His successor Asshur-dan III (772-754) also made war against Lebanon in the years 767 and 755, and against Arpad in the year 754. The subjugation of Hamath probably occurred in one of these expeditions. Battles are mentioned against Babylonia (in the district of the Aramæan race, Itu’a and the city of Gannanat) in 777, 771, 769, and 767, in which the city of Kalneh was presumably taken. But Shalmaneser III was chiefly concerned in the subjugation of the land of Urartu, the Alarodians. He is mentioned not less than six times as taking the field against them (781-778, 776, 774); but his efforts met with no, or at least no enduring, success.
In all probability the formation of a great Armenian kingdom with the city of Van (Thuspa of the Greeks) as the central point dates from this period. Its founder was Sarduris, the son of Litipris, who was probably identical with the king Sarduris who was conquered in 833 by Shalmaneser. In two inscriptions written in Assyrian, he calls himself “King of the land of Nairi.” His successors (Ispuinish, Minuas, Argistis I, Sarduris II) then utilised the Assyrian writing for inscribing the language of their country. For in the same record they call their kingdom Biaina, whilst it is called Urartu by the Assyrians. The inscriptions of the rulers are rather numerous and written quite in the Assyrian style. They record the buildings of the kings in Van itself, where a citadel was built by Argistis, sacrifices and gifts to Khaldi and the numerous other deities of the Armenian Pantheon, campaigns and conquests.
When still co-regent with Ispuinish, his father, Minuas erected monuments in the two high passes south of Lake Urumiyeh which record his conquests, and other inscriptions also relate his successes against the land of Manna and its vicinity. These battles presumably occurred in the latter time of Adad-nirari III, and are the continuation of his campaigns in the eastern mountains. Minuas also fought against the land of Alzi, against the king of the city of Milid (Melitene), and against the Kheta. An inscription on a wall of rock on the Arsanias below an old castle (near Palu) records among others his successes in this direction.
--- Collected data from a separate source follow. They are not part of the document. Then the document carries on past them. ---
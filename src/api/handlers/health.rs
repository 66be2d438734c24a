//! Handler for health check endpoint.

use axum::{Json, extract::State, http::StatusCode};

use crate::api::dto::health::{CheckStatus, HealthChecks, HealthResponse};
use crate::state::AppState;

/// Returns service health status with component checks.
///
/// # Endpoint
///
/// `GET /health`
///
/// # Response Codes
///
/// - **200 OK**: Storage reachable
/// - **503 Service Unavailable**: Storage unreachable
///
/// # Response
///
/// ```json
/// {
///   "status": "healthy",
///   "version": "0.1.0",
///   "checks": {
///     "storage": { "status": "ok", "message": "Connected" }
///   }
/// }
/// ```
pub async fn health_handler(
    State(state): State<AppState>,
) -> Result<Json<HealthResponse>, (StatusCode, Json<HealthResponse>)> {
    let storage_check = check_storage(&state).await;
    let healthy = storage_check.status == "ok";

    let response = HealthResponse {
        status: if healthy { "healthy" } else { "degraded" }.to_string(),
        version: env!("CARGO_PKG_VERSION").to_string(),
        checks: HealthChecks {
            storage: storage_check,
        },
    };

    if healthy {
        Ok(Json(response))
    } else {
        Err((StatusCode::SERVICE_UNAVAILABLE, Json(response)))
    }
}

async fn check_storage(state: &AppState) -> CheckStatus {
    match state.link_service.check_storage().await {
        Ok(()) => CheckStatus {
            status: "ok".to_string(),
            message: Some("Connected".to_string()),
        },
        Err(e) => CheckStatus {
            status: "error".to_string(),
            message: Some(format!("Storage error: {}", e)),
        },
    }
}
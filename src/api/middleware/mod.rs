//! HTTP middleware for request processing and protection.
//!
//! Provides authentication and observability middleware.

pub mod auth;
pub mod tracing;
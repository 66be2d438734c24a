//! Application layer services implementing business logic.
//!
//! Services coordinate repository calls, validation and business rules, and
//! give HTTP handlers and the admin CLI a single API to call.
//!
//! # Available Services
//!
//! - [`services::account_service::AccountService`] - Registration, login and account lookup
//! - [`services::link_service::LinkService`] - Short link creation, redirect and removal
//! - [`services::token_service::TokenService`] - Bearer token issuance and verification

pub mod services;
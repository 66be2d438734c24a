//! Repository trait definitions for the domain layer.
//!
//! Traits define the contract for data operations; implementations live in
//! `crate::infrastructure::persistence`. Mock implementations are generated
//! via `mockall` for unit tests.
//!
//! - [`UserRepository`] - Account storage and lookup
//! - [`LinkRepository`] - Short link CRUD and click counting

pub mod link_repository;
pub mod user_repository;

pub use link_repository::LinkRepository;
pub use user_repository::UserRepository;

#[cfg(test)]
pub use link_repository::MockLinkRepository;
#[cfg(test)]
pub use user_repository::MockUserRepository;
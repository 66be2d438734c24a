//! Shared application state injected into every handler.

use std::sync::Arc;

use crate::application::services::{AccountService, LinkService, TokenService};
use crate::domain::repositories::{LinkRepository, UserRepository};

/// Services shared across requests.
///
/// Cloning is cheap; every field is an `Arc`. Services hold trait objects so
/// the same router runs against PostgreSQL or in-memory storage.
#[derive(Clone)]
pub struct AppState {
    pub account_service: Arc<AccountService<dyn UserRepository>>,
    pub link_service: Arc<LinkService<dyn LinkRepository>>,
    pub token_service: Arc<TokenService>,
}

impl AppState {
    /// Wires the services over the given repositories.
    ///
    /// # Arguments
    ///
    /// - `users` - account storage
    /// - `links` - short link storage
    /// - `jwt_secret` - key bearer tokens are signed with
    /// - `public_base_url` - prefix short links are rendered against
    pub fn new(
        users: Arc<dyn UserRepository>,
        links: Arc<dyn LinkRepository>,
        jwt_secret: &str,
        public_base_url: &str,
    ) -> Self {
        let token_service = Arc::new(TokenService::new(jwt_secret));

        Self {
            account_service: Arc::new(AccountService::new(users, token_service.clone())),
            link_service: Arc::new(LinkService::new(links, public_base_url)),
            token_service,
        }
    }
}
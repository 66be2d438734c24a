//! Repository trait for short link data access.

use crate::domain::entities::{NewShortLink, ShortLink};
use crate::error::AppError;
use async_trait::async_trait;
use chrono::{DateTime, Utc};
use uuid::Uuid;

/// Repository interface for managing short links.
///
/// # Implementations
///
/// - [`crate::infrastructure::persistence::PgLinkRepository`] - PostgreSQL implementation
/// - [`crate::infrastructure::persistence::InMemoryLinkRepository`] - process-local storage
/// - Test mocks available with `cfg(test)`
#[cfg_attr(test, mockall::automock)]
#[async_trait]
pub trait LinkRepository: Send + Sync {
    /// Creates a new short link.
    ///
    /// # Errors
    ///
    /// Returns [`AppError::Conflict`] if the short id already exists. An existing
    /// row is never overwritten.
    /// Returns [`AppError::Internal`] on database errors.
    async fn create(&self, new_link: NewShortLink) -> Result<ShortLink, AppError>;

    /// Finds a link by its short identifier.
    ///
    /// # Errors
    ///
    /// Returns [`AppError::Internal`] on database errors.
    async fn find_by_short_id(&self, short_id: &str) -> Result<Option<ShortLink>, AppError>;

    /// Atomically increments the click counter and stamps `last_click`.
    ///
    /// Returns the updated link, or `Ok(None)` if it no longer exists.
    ///
    /// # Errors
    ///
    /// Returns [`AppError::Internal`] on database errors.
    async fn record_click(
        &self,
        short_id: &str,
        at: DateTime<Utc>,
    ) -> Result<Option<ShortLink>, AppError>;

    /// Lists all links owned by a user, newest first.
    ///
    /// # Errors
    ///
    /// Returns [`AppError::Internal`] on database errors.
    async fn list_by_user(&self, user_id: Uuid) -> Result<Vec<ShortLink>, AppError>;

    /// Removes a link.
    ///
    /// Returns `Ok(true)` if a row was removed, `Ok(false)` if none matched.
    ///
    /// # Errors
    ///
    /// Returns [`AppError::Internal`] on database errors.
    async fn delete(&self, short_id: &str) -> Result<bool, AppError>;

    /// Checks that the backing store is reachable.
    ///
    /// # Errors
    ///
    /// Returns [`AppError::Internal`] if the store cannot be queried.
    async fn ping(&self) -> Result<(), AppError>;
}
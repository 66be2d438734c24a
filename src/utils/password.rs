//! Password policy, hashing and verification.
//!
//! Hashes are Argon2id PHC strings with a per-call random salt, so hashing the
//! same password twice yields two different strings that both verify.

use argon2::{
    Argon2,
    password_hash::{PasswordHash, PasswordHasher, PasswordVerifier, SaltString, rand_core::OsRng},
};
use serde_json::{Value, json};

use crate::error::AppError;

/// Minimum password length, counted in characters.
pub const MIN_PASSWORD_LENGTH: usize = 8;

/// Characters that satisfy the "special character" requirement.
pub const SPECIAL_CHARACTERS: &[char] = &['@', '$', '!', '%', '*', '?', '&'];

/// Hashes a password with Argon2id and a fresh salt.
///
/// # Errors
///
/// Returns [`AppError::Internal`] if the hasher rejects its parameters.
pub fn hash_password(password: &str) -> Result<String, AppError> {
    let salt = SaltString::generate(&mut OsRng);

    Argon2::default()
        .hash_password(password.as_bytes(), &salt)
        .map(|hash| hash.to_string())
        .map_err(|e| {
            tracing::error!(error = %e, "Failed to hash password");
            AppError::internal("Failed to hash password", Value::Null)
        })
}

/// Returns true if `candidate` matches the stored `hash`.
///
/// A stored hash that cannot be parsed never verifies.
pub fn verify_password(hash: &str, candidate: &str) -> bool {
    let parsed = match PasswordHash::new(hash) {
        Ok(parsed) => parsed,
        Err(e) => {
            tracing::error!(error = %e, "Stored password hash is malformed");
            return false;
        }
    };

    Argon2::default()
        .verify_password(candidate.as_bytes(), &parsed)
        .is_ok()
}

/// Checks a password against the composition policy.
///
/// # Rules
///
/// - Not empty
/// - At least [`MIN_PASSWORD_LENGTH`] characters
/// - At least one uppercase letter, one lowercase letter, one digit, and one
///   of [`SPECIAL_CHARACTERS`]
///
/// # Errors
///
/// Returns [`AppError::Validation`] naming the first violated rule; for the
/// composition rules every missing class is listed.
pub fn validate_password(password: &str) -> Result<(), AppError> {
    if password.is_empty() {
        return Err(AppError::bad_request("password is required", Value::Null));
    }

    let length = password.chars().count();
    if length < MIN_PASSWORD_LENGTH {
        return Err(AppError::bad_request(
            format!(
                "password must be at least {} characters long",
                MIN_PASSWORD_LENGTH
            ),
            json!({ "provided_length": length }),
        ));
    }

    let has_upper = password.chars().any(|c| c.is_ascii_uppercase());
    let has_lower = password.chars().any(|c| c.is_ascii_lowercase());
    let has_digit = password.chars().any(|c| c.is_ascii_digit());
    let has_special = password.chars().any(|c| SPECIAL_CHARACTERS.contains(&c));

    let missing: Vec<&str> = [
        (has_upper, "uppercase letter"),
        (has_lower, "lowercase letter"),
        (has_digit, "digit"),
        (has_special, "special character (@$!%*?&)"),
    ]
    .into_iter()
    .filter(|(present, _)| !present)
    .map(|(_, requirement)| requirement)
    .collect();

    if !missing.is_empty() {
        return Err(AppError::bad_request(
            format!(
                "password must contain at least one {}",
                missing.join(", one ")
            ),
            json!({ "missing": missing }),
        ));
    }

    Ok(())
}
In the north he penetrated to and beyond the Araxes; one of his inscriptions is to be found on the right bank of the river opposite Armavir, and two others, written by his son Argistis, north of Eriwan. The latter seems to have been the most powerful ruler of Urartu. A long inscription on the rock of the citadel of Van records his successes in the land of Manna, which he seems to have subjugated, and also in the west, against Melitene, the land of Khatti (Kheta), etc.
Repeated victories over the Assyrians are mentioned, which were evidently won against Shalmaneser III and Asshurdan III, or their generals. Sarduris II, the son of Argistis, was also very successful in both districts. For it appears from his inscriptions, confirmed by later events, that Melitene, Kummukh, Gurgum, and other princedoms on the Amanus, became feudal states of the kingdom of Urartu, which included the whole Armenian plateau from the sources of the Euphrates and Araxes across Lake Urumiyeh. How Sarduris II succumbed to the Assyrian will be shown later.